- _Aim of the exercise_
When you find the word "struct" in a line of the entries, please copy the whole line.

- _Records for the exercise_
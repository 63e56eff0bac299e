//! Damage calculation context.
//!
//! The `DamageContext` struct holds everything a single damage calculation
//! reads: both combatants, the move after type/power hooks, the field, and
//! the resolved effectiveness and STAB.

use crate::field::{Field, Terrain, Weather};
use crate::moves::{Move, MoveCategory, MoveHooks, MoveId};
use crate::rules::Ruleset;
use crate::state::Combatant;
use crate::stats::{crit_attack_stage, crit_defense_stage, effective_stat, BattleStat, BoostStat};
use crate::types::Type;

use super::effectiveness::calculate_effectiveness;
use super::Modifier;

/// Context for a single damage calculation.
pub struct DamageContext<'a> {
    pub attacker: &'a Combatant,
    pub defender: &'a Combatant,
    pub field: &'a Field,
    pub rules: &'a Ruleset,

    // ========================================================================
    // Move Information
    // ========================================================================
    pub move_id: MoveId,
    pub move_data: &'static Move,
    pub hooks: MoveHooks,

    /// Move type after `on_modify_type` (Weather Ball)
    pub move_type: Type,
    pub category: MoveCategory,

    // ========================================================================
    // Calculation Flags
    // ========================================================================
    pub is_crit: bool,
    pub attacker_grounded: bool,
    pub defender_grounded: bool,

    /// Type effectiveness (4 = 1x, 8 = 2x, etc.)
    pub effectiveness: u8,
    pub has_stab: bool,
}

impl<'a> DamageContext<'a> {
    pub fn new(
        attacker: &'a Combatant,
        defender: &'a Combatant,
        move_id: MoveId,
        field: &'a Field,
        rules: &'a Ruleset,
        is_crit: bool,
    ) -> Self {
        let move_data = move_id.data();
        let hooks = move_id.hooks().copied().unwrap_or(MoveHooks::NONE);

        let move_type = match hooks.on_modify_type {
            Some(hook) => hook(attacker, field, move_data.primary_type),
            None => move_data.primary_type,
        };
        let typeless = move_data.is_typeless();
        let has_stab = !typeless && attacker.has_type(move_type);
        let effectiveness = calculate_effectiveness(move_type, typeless, defender, field);

        Self {
            attacker,
            defender,
            field,
            rules,
            move_id,
            move_data,
            hooks,
            move_type,
            category: move_data.category,
            is_crit,
            attacker_grounded: attacker.is_grounded(field),
            defender_grounded: defender.is_grounded(field),
            effectiveness,
            has_stab,
        }
    }

    /// Base power after move hooks and terrain.
    pub fn base_power(&self) -> u32 {
        let mut bp = self.move_data.power as u16;

        if let Some(condition) = self.hooks.on_base_power_condition {
            if condition(self.attacker, self.defender, self.field, self.move_data) {
                bp = self.hooks.conditional_multiplier.apply(bp as u32) as u16;
            }
        }
        if let Some(modify) = self.hooks.on_modify_base_power {
            bp = modify(self.attacker, self.defender, self.field, self.move_data, bp);
        }

        let mut bp = bp as u32;
        let terrain = self.field.terrain;
        if self.attacker_grounded && terrain.boosted_type() == Some(self.move_type) {
            bp = Modifier::ONE_POINT_THREE.apply(bp);
        }
        if terrain == Terrain::Misty && self.move_type == Type::Dragon && self.defender_grounded {
            bp = Modifier::HALF.apply(bp);
        }
        bp.max(1)
    }

    /// Get the attack/defense stat pair used by the move's category.
    pub fn stat_pair(&self) -> (BattleStat, BoostStat, BattleStat, BoostStat) {
        match self.category {
            MoveCategory::Special => (BattleStat::SpA, BoostStat::SpA, BattleStat::SpD, BoostStat::SpD),
            _ => (BattleStat::Atk, BoostStat::Atk, BattleStat::Def, BoostStat::Def),
        }
    }

    /// Attack stat after stages, ability and item.
    pub fn attack(&self) -> u32 {
        let (stat, boost, _, _) = self.stat_pair();
        let mut stage = self.attacker.boosts.get(boost);
        if self.is_crit {
            stage = crit_attack_stage(stage);
        }

        let ability_mod = self
            .attacker
            .ability
            .hooks()
            .on_modify_attack
            .map_or(Modifier::ONE, |hook| hook(self.attacker, self.defender, self.move_type, self.category));
        let attack = effective_stat(self.attacker.stat(stat), stage, ability_mod) as u32;

        let item_mod = self
            .attacker
            .item
            .hooks()
            .on_modify_attack
            .map_or(Modifier::ONE, |hook| hook(self.attacker, self.category));
        item_mod.apply(attack).max(1)
    }

    /// Defense stat after stages, ability and weather.
    pub fn defense(&self) -> u32 {
        let (_, _, stat, boost) = self.stat_pair();
        let mut stage = self.defender.boosts.get(boost);
        if self.is_crit {
            stage = crit_defense_stage(stage);
        }

        let ability_mod = self
            .defender
            .ability
            .hooks()
            .on_modify_defense
            .map_or(Modifier::ONE, |hook| hook(self.defender, self.attacker, self.move_type, self.category));
        let defense = effective_stat(self.defender.stat(stat), stage, ability_mod) as u32;

        let weather_mod = match (self.field.weather, self.category) {
            (Weather::Snow, MoveCategory::Physical) if self.defender.has_type(Type::Ice) => {
                Modifier::ONE_POINT_FIVE
            }
            (Weather::Sand, MoveCategory::Special) if self.defender.has_type(Type::Rock) => {
                Modifier::ONE_POINT_FIVE
            }
            _ => Modifier::ONE,
        };
        weather_mod.apply(defense).max(1)
    }

    /// Burn halves physical damage unless the move or ability says otherwise.
    pub fn burn_applies(&self) -> bool {
        use crate::abilities::AbilityId;
        use crate::conditions::Status;

        self.category == MoveCategory::Physical
            && self.attacker.status_id() == Some(Status::Burn)
            && !self.hooks.ignores_burn
            && self.attacker.ability != AbilityId::Guts
    }
}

- _Written answer_
//! The `DamageContext` struct holds everything a single damage calculation
pub struct DamageContext<'a> {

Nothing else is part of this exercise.